The second ‘Becoming’

In Ireland, acoustic band Villagers have hit it big. They’ve topped indie and mainstream charts, headlined big music festivals and been on the cover of magazines that have as much clout there as Rolling Stone does here.

In Ireland, acoustic band Villagers have hit it big. They’ve topped indie and mainstream charts, headlined big music festivals and been on the cover of magazines that have as much clout there as Rolling Stone does here.

Though they’ve reached celebrity status on the Emerald Isle, and earned rave reviews from critics for their first album, “Becoming a Jackal,” Villagers have to start from scratch here. They don’t mind.
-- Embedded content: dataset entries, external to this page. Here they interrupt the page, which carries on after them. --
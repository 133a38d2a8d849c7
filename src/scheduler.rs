// 時脈排程 - 每個時間量子依固定順序推進各硬體單元，並可依實際時間節流

use std::fmt;
use std::time::{Duration, Instant};

use crate::mmu::Bus;
use crate::ppu::DOTS_PER_FRAME;

/// 一般速度下每秒的時間量子數 (4.194304 MHz)
pub const QUANTA_PER_SECOND: u64 = 4_194_304;
/// 節流以多少量子為一個區塊
pub const PACING_BLOCK: u32 = 4096;
/// 落後太多時不再追趕
const MAX_LAG_SECONDS: f64 = 0.1;
const MIN_SLEEP_SECONDS: f64 = 0.001;

/// 可被排程器推進的硬體單元
pub trait Component: fmt::Debug {
    /// 這個量子沒有可觀察的效果時回傳真，排程器就不呼叫 tick
    fn skip(&self, _bus: &Bus) -> bool {
        false
    }

    fn tick(&mut self, bus: &mut Bus);
}

/// 一個量子內依序推進的單元
#[derive(Debug)]
pub struct Units<'a> {
    pub cpu: &'a mut dyn Component,
    pub dma: &'a mut dyn Component,
    pub ppu: &'a mut dyn Component,
    pub audio: &'a mut dyn Component,
}

fn resume(unit: &mut dyn Component, bus: &mut Bus) {
    if !unit.skip(bus) {
        unit.tick(bus);
    }
}

/// 每個區塊比較預期與實際經過的時間，累積的誤差超過 1ms 才睡
#[derive(Debug)]
struct Pacer {
    enabled: bool,
    block_start: Instant,
    quanta: u32,
    /// 秒；正值代表模擬跑在實際時間前面
    reserve: f64,
}

impl Pacer {
    fn new(enabled: bool) -> Self {
        Pacer {
            enabled,
            block_start: Instant::now(),
            quanta: 0,
            reserve: 0.0,
        }
    }

    fn quantum(&mut self, double_speed: bool) {
        if !self.enabled {
            return;
        }
        self.quanta += 1;
        if self.quanta < PACING_BLOCK {
            return;
        }
        self.quanta = 0;

        let rate = QUANTA_PER_SECOND * if double_speed { 2 } else { 1 };
        let expected = PACING_BLOCK as f64 / rate as f64;
        let now = Instant::now();
        let measured = now.duration_since(self.block_start).as_secs_f64();
        self.reserve += expected - measured;
        self.block_start = now;

        if self.reserve >= MIN_SLEEP_SECONDS {
            std::thread::sleep(Duration::from_secs_f64(self.reserve));
            let slept = now.elapsed().as_secs_f64();
            self.reserve -= slept;
            self.block_start = Instant::now();
        } else if self.reserve < -MAX_LAG_SECONDS {
            log::trace!("落後實際時間 {:.1} ms，放棄追趕", -self.reserve * 1000.0);
            self.reserve = -MAX_LAG_SECONDS;
        }
    }
}

#[derive(Debug)]
pub struct Scheduler {
    sequence: u16,
    quanta: u64,
    pacer: Pacer,
}

impl Scheduler {
    pub fn new(pacing: bool) -> Self {
        Scheduler {
            sequence: 0,
            quanta: 0,
            pacer: Pacer::new(pacing),
        }
    }

    /// 一個畫面的量子數；倍速模式下 PPU 隔一個量子才走一點
    pub fn frame_quanta(double_speed: bool) -> u32 {
        if double_speed {
            DOTS_PER_FRAME * 2
        } else {
            DOTS_PER_FRAME
        }
    }

    pub fn quanta(&self) -> u64 {
        self.quanta
    }

    /// 推進一個時間量子：CPU、OAM DMA、PPU、APU，最後是匯流排上的計時周邊
    pub fn advance(&mut self, bus: &mut Bus, units: Units<'_>) {
        let seq = self.sequence;
        let double_speed = bus.system.double_speed;

        if seq & 3 == 0 {
            if !bus.system.stopped {
                resume(units.cpu, bus);
                resume(units.dma, bus);
            } else if bus.joypad.any_line_low() {
                log::debug!("按鍵離開 STOP 模式");
                bus.system.stopped = false;
            }
        }
        if !double_speed || seq & 1 == 0 {
            resume(units.ppu, bus);
        }
        let audio_mask = if double_speed { 3 } else { 1 };
        if seq & audio_mask == 0 {
            resume(units.audio, bus);
        }
        bus.update();

        self.sequence = seq.wrapping_add(1);
        self.quanta += 1;
        self.pacer.quantum(double_speed);
    }
}

#[cfg(test)]
mod tests {
    use super::*;
    use crate::cartridge::Cartridge;
    use crate::config::Console;
    use crate::joypad::Button;

    #[derive(Debug, Default)]
    struct Counter {
        ticks: u32,
        idle: bool,
    }

    impl Component for Counter {
        fn skip(&self, _bus: &Bus) -> bool {
            self.idle
        }

        fn tick(&mut self, _bus: &mut Bus) {
            self.ticks += 1;
        }
    }

    #[derive(Debug, Default)]
    struct Machine {
        cpu: Counter,
        dma: Counter,
        ppu: Counter,
        audio: Counter,
    }

    impl Machine {
        fn run(&mut self, scheduler: &mut Scheduler, bus: &mut Bus, quanta: u32) {
            for _ in 0..quanta {
                scheduler.advance(
                    bus,
                    Units {
                        cpu: &mut self.cpu,
                        dma: &mut self.dma,
                        ppu: &mut self.ppu,
                        audio: &mut self.audio,
                    },
                );
            }
        }
    }

    fn bus(console: Console) -> Bus {
        let cartridge = Cartridge::new(vec![0u8; 0x8000]).unwrap();
        Bus::new(console, cartridge, None).unwrap()
    }

    #[test]
    fn normal_speed_ratios() {
        let mut bus = bus(Console::Dmg);
        let mut scheduler = Scheduler::new(false);
        let mut machine = Machine::default();
        machine.run(&mut scheduler, &mut bus, 400);
        assert_eq!(machine.cpu.ticks, 100);
        assert_eq!(machine.dma.ticks, 100);
        assert_eq!(machine.ppu.ticks, 400);
        assert_eq!(machine.audio.ticks, 200);
        assert_eq!(scheduler.quanta(), 400);
    }

    #[test]
    fn double_speed_ratios() {
        let mut bus = bus(Console::Cgb);
        bus.system.double_speed = true;
        let mut scheduler = Scheduler::new(false);
        let mut machine = Machine::default();
        machine.run(&mut scheduler, &mut bus, 400);
        assert_eq!(machine.cpu.ticks, 100);
        assert_eq!(machine.ppu.ticks, 200);
        assert_eq!(machine.audio.ticks, 100);
        assert_eq!(Scheduler::frame_quanta(true), 140448);
    }

    #[test]
    fn skipped_units_are_not_ticked() {
        let mut bus = bus(Console::Dmg);
        let mut scheduler = Scheduler::new(false);
        let mut machine = Machine::default();
        machine.dma.idle = true;
        machine.run(&mut scheduler, &mut bus, 16);
        assert_eq!(machine.cpu.ticks, 4);
        assert_eq!(machine.dma.ticks, 0);
    }

    #[test]
    fn stop_mode_freezes_cpu_until_button() {
        let mut bus = bus(Console::Dmg);
        let mut scheduler = Scheduler::new(false);
        let mut machine = Machine::default();
        bus.system.stopped = true;
        bus.write(0xFF00, 0x20); // 選方向鍵
        machine.run(&mut scheduler, &mut bus, 64);
        assert_eq!(machine.cpu.ticks, 0);
        assert_eq!(machine.ppu.ticks, 64);

        bus.set_button(Button::Down, true);
        machine.run(&mut scheduler, &mut bus, 4);
        assert!(!bus.system.stopped);
        assert_eq!(machine.cpu.ticks, 0);
        machine.run(&mut scheduler, &mut bus, 4);
        assert_eq!(machine.cpu.ticks, 1);
    }

    #[test]
    fn peripherals_tick_every_quantum() {
        let mut bus = bus(Console::Dmg);
        let mut scheduler = Scheduler::new(false);
        let mut machine = Machine::default();
        bus.write(0xFF04, 0);
        machine.run(&mut scheduler, &mut bus, 256);
        assert_eq!(bus.read(0xFF04), 1);
    }

    #[test]
    fn pacing_slows_to_real_time() {
        let mut bus = bus(Console::Dmg);
        let mut scheduler = Scheduler::new(true);
        let mut machine = Machine::default();
        let start = Instant::now();
        machine.run(&mut scheduler, &mut bus, PACING_BLOCK * 2);
        // 兩個區塊約 1.95ms
        assert!(start.elapsed() >= Duration::from_millis(1));
    }
}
“In the history of Villagers, I’ve played more shows where we’re relatively unknown than where we are known,” says Villagers frontman Conor O’Brien bashfully. “I’m used to it.”

The band heads to New York and Boston on their own after opening a few shows for Ra Ra Riot out West. After that, they go back to Europe, and eventually home to Ireland in December for gigs that are already sold out.

O’Brien describes his music as vaguely folksy.

“It’s not like a band jamming or grooving,” he explains. “It’s very lyric-based, kind of tactile.”
O’Brien is worried U.S. audiences won’t be able to understand all of his songs because of his Irish accent.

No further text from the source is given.